[Record excerpts]

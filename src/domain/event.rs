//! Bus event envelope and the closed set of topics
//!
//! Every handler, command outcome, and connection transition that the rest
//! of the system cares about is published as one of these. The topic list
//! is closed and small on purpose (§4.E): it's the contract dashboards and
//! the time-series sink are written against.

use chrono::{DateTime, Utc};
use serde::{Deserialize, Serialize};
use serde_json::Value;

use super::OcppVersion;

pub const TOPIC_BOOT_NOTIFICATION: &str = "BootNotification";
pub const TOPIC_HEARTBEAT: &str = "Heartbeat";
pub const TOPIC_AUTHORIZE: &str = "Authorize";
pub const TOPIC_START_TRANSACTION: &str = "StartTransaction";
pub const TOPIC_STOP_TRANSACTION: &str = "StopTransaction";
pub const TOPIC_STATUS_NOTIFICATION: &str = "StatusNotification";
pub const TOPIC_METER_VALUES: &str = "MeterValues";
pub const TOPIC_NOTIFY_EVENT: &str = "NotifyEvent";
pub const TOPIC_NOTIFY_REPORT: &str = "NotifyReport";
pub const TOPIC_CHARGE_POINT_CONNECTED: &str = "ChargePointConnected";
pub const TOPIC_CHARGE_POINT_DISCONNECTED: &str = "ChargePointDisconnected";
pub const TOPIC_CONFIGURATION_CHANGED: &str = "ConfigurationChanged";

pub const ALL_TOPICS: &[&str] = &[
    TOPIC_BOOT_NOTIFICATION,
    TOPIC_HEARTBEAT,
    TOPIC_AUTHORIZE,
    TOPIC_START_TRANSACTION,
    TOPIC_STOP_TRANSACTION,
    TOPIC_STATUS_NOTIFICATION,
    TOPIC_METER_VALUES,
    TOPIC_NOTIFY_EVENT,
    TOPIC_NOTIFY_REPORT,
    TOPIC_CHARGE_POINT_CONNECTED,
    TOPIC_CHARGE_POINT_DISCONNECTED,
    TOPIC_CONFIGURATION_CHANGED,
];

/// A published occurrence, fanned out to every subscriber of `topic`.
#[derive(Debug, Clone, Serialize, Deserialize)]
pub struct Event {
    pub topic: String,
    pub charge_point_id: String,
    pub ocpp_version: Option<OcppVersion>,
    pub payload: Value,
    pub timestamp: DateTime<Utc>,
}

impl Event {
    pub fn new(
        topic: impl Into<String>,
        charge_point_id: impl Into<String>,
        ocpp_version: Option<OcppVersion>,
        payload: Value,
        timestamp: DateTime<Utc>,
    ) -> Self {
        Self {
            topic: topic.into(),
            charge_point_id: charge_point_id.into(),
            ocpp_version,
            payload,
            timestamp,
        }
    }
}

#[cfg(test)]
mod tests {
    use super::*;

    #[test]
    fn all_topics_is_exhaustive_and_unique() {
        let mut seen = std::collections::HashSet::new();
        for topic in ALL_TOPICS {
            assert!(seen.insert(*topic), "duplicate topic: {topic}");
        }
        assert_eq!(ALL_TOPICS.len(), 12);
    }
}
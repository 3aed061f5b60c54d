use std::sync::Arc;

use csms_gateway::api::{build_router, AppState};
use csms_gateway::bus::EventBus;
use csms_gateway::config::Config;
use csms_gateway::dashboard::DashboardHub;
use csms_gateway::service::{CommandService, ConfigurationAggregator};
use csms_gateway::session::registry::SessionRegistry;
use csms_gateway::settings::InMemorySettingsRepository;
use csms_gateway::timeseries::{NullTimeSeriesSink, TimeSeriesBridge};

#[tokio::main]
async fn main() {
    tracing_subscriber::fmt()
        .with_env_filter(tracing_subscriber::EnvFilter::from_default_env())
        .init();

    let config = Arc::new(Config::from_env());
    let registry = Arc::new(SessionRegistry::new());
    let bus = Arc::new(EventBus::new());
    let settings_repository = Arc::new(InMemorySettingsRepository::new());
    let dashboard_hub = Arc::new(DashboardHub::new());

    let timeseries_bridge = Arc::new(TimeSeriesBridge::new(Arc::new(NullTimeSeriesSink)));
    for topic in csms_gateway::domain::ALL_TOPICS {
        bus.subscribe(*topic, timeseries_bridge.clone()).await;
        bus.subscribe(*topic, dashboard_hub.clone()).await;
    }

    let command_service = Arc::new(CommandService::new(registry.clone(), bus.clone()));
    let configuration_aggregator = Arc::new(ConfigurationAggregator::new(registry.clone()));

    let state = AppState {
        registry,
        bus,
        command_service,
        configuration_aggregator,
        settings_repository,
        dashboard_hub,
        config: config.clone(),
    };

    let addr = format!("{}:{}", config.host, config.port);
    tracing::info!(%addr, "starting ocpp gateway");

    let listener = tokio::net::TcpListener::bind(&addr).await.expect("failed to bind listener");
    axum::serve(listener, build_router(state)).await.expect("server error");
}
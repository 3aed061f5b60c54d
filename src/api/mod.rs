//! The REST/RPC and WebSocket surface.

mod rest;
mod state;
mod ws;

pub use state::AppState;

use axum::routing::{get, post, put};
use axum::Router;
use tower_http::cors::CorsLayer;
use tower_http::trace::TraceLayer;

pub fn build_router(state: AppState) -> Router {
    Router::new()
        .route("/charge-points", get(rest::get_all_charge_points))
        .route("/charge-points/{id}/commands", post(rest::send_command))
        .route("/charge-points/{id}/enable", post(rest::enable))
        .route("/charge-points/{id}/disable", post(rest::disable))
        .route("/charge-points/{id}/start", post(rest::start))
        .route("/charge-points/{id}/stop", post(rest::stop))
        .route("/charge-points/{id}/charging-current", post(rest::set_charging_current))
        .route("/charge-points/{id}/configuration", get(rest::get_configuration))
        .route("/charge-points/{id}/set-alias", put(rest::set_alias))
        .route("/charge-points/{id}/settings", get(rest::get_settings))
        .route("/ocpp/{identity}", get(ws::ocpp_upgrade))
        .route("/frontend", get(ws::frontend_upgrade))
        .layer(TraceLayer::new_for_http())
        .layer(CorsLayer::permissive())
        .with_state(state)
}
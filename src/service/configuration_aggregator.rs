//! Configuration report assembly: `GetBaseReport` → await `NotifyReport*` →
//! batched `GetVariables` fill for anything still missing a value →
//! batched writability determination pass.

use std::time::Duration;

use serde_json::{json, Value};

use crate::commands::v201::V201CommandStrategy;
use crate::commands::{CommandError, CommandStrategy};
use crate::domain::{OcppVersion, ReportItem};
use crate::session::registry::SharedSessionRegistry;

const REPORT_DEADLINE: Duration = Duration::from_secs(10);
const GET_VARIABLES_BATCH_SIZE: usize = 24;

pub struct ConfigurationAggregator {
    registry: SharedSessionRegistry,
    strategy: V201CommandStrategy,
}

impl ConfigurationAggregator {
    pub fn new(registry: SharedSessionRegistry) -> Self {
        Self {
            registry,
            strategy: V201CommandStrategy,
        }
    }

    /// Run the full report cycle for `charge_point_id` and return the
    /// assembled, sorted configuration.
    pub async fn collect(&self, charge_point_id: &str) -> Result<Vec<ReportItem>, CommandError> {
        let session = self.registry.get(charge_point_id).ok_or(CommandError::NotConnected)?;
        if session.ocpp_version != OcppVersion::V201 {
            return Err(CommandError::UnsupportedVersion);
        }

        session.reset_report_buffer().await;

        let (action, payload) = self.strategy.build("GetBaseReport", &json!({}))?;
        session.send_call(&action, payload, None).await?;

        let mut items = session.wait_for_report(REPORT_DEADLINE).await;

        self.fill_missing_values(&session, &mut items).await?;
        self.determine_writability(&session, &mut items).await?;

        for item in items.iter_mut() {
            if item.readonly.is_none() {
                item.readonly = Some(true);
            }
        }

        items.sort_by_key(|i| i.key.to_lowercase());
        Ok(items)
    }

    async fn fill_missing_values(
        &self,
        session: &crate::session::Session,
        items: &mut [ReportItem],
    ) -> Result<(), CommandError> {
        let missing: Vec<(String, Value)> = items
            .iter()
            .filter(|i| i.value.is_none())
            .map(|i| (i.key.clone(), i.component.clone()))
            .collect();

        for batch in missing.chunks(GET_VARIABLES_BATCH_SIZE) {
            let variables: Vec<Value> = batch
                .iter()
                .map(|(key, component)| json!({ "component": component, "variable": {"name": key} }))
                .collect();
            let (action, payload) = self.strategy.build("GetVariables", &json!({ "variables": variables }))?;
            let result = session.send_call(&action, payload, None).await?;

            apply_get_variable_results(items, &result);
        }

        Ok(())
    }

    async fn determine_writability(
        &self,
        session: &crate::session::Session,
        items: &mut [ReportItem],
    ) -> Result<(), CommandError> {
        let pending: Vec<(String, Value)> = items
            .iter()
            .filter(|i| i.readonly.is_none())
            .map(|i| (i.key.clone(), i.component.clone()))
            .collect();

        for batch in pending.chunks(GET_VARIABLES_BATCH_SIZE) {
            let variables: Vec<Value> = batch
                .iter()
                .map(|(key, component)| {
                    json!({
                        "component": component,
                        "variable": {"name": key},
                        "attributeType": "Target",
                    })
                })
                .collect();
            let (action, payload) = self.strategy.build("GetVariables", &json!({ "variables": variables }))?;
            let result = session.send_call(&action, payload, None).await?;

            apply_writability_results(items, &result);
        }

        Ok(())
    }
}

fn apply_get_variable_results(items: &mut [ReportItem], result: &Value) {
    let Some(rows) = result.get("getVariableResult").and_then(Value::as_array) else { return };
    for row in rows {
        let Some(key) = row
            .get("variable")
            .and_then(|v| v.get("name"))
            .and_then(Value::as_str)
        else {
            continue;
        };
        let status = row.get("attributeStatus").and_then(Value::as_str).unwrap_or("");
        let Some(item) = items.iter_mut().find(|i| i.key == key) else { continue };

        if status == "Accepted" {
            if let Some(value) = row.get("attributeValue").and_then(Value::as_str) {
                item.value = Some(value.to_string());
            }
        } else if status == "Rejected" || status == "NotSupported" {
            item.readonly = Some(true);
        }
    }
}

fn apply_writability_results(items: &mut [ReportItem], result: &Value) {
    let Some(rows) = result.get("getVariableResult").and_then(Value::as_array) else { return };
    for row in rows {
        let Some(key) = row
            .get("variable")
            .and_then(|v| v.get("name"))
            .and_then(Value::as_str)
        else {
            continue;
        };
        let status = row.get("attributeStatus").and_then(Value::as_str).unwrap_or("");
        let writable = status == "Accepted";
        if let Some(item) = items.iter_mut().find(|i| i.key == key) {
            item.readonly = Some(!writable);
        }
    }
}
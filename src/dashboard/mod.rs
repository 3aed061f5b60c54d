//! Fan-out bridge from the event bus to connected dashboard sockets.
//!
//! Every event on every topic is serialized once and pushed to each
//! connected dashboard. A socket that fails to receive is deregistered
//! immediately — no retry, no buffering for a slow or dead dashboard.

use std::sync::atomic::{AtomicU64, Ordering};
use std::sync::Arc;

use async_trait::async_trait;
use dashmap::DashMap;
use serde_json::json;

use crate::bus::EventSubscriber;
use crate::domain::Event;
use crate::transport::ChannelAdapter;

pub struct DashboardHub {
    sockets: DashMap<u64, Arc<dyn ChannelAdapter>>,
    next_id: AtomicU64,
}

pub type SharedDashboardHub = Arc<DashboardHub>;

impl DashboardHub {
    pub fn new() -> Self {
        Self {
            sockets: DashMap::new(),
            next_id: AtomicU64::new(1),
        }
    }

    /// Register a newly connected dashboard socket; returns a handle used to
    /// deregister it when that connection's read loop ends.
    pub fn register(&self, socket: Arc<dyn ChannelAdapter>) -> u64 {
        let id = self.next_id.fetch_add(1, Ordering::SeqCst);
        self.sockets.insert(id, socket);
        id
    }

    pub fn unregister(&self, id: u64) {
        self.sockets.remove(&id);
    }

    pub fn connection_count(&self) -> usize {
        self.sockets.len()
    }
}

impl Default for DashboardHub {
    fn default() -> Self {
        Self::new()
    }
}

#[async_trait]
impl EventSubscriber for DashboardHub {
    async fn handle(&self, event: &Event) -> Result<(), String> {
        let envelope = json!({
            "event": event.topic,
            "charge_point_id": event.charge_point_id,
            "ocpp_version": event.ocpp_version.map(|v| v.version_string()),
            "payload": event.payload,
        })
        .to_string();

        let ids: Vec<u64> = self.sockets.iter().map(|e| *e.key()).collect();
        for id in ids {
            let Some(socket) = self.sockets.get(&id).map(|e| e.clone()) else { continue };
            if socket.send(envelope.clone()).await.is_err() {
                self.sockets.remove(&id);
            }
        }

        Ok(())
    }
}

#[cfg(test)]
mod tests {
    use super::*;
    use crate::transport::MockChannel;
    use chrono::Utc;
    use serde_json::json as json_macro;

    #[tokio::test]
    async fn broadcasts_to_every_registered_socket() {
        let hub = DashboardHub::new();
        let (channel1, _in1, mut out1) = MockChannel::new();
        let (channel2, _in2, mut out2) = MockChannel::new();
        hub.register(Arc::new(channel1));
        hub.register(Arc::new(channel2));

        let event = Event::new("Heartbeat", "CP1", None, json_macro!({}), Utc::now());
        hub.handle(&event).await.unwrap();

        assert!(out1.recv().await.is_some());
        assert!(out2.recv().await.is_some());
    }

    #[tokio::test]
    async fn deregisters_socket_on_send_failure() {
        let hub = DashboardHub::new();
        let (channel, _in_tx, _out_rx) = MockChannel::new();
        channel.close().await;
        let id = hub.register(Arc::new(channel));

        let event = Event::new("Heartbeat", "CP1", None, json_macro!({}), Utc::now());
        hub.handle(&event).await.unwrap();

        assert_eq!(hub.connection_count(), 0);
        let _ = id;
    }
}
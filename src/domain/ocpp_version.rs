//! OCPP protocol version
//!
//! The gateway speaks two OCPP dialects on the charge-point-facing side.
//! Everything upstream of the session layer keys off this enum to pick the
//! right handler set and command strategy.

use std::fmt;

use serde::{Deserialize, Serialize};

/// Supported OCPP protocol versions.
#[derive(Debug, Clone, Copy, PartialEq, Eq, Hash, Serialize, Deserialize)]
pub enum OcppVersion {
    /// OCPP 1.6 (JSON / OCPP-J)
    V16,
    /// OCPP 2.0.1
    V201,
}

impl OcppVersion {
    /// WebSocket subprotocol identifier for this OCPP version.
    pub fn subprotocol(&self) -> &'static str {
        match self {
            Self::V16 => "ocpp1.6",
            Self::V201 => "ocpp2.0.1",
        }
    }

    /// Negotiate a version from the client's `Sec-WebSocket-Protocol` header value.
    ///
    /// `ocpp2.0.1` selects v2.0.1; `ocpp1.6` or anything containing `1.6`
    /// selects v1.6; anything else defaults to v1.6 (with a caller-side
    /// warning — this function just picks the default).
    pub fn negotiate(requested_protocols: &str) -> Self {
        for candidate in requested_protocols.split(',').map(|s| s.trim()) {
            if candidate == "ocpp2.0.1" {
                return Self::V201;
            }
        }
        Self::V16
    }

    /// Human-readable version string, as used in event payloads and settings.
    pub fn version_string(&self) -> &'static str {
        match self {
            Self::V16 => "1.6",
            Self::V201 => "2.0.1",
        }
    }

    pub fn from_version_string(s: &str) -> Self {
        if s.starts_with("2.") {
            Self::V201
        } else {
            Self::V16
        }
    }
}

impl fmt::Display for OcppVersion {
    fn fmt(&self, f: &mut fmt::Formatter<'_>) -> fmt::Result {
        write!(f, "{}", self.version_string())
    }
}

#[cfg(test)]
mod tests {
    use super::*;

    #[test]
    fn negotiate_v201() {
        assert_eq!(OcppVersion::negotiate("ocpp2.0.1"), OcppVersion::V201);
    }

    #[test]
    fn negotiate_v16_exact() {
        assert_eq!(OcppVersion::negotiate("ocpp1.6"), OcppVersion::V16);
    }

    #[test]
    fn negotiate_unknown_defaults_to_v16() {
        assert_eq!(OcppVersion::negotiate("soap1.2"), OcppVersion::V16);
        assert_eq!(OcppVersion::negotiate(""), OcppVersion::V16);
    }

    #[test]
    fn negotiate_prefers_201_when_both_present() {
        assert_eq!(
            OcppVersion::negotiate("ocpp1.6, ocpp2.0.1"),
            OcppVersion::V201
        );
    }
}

[/Record excerpts]

Problem> Say how many lines in the records contain the string "NotifyReport". No other text is needed.

Result> 2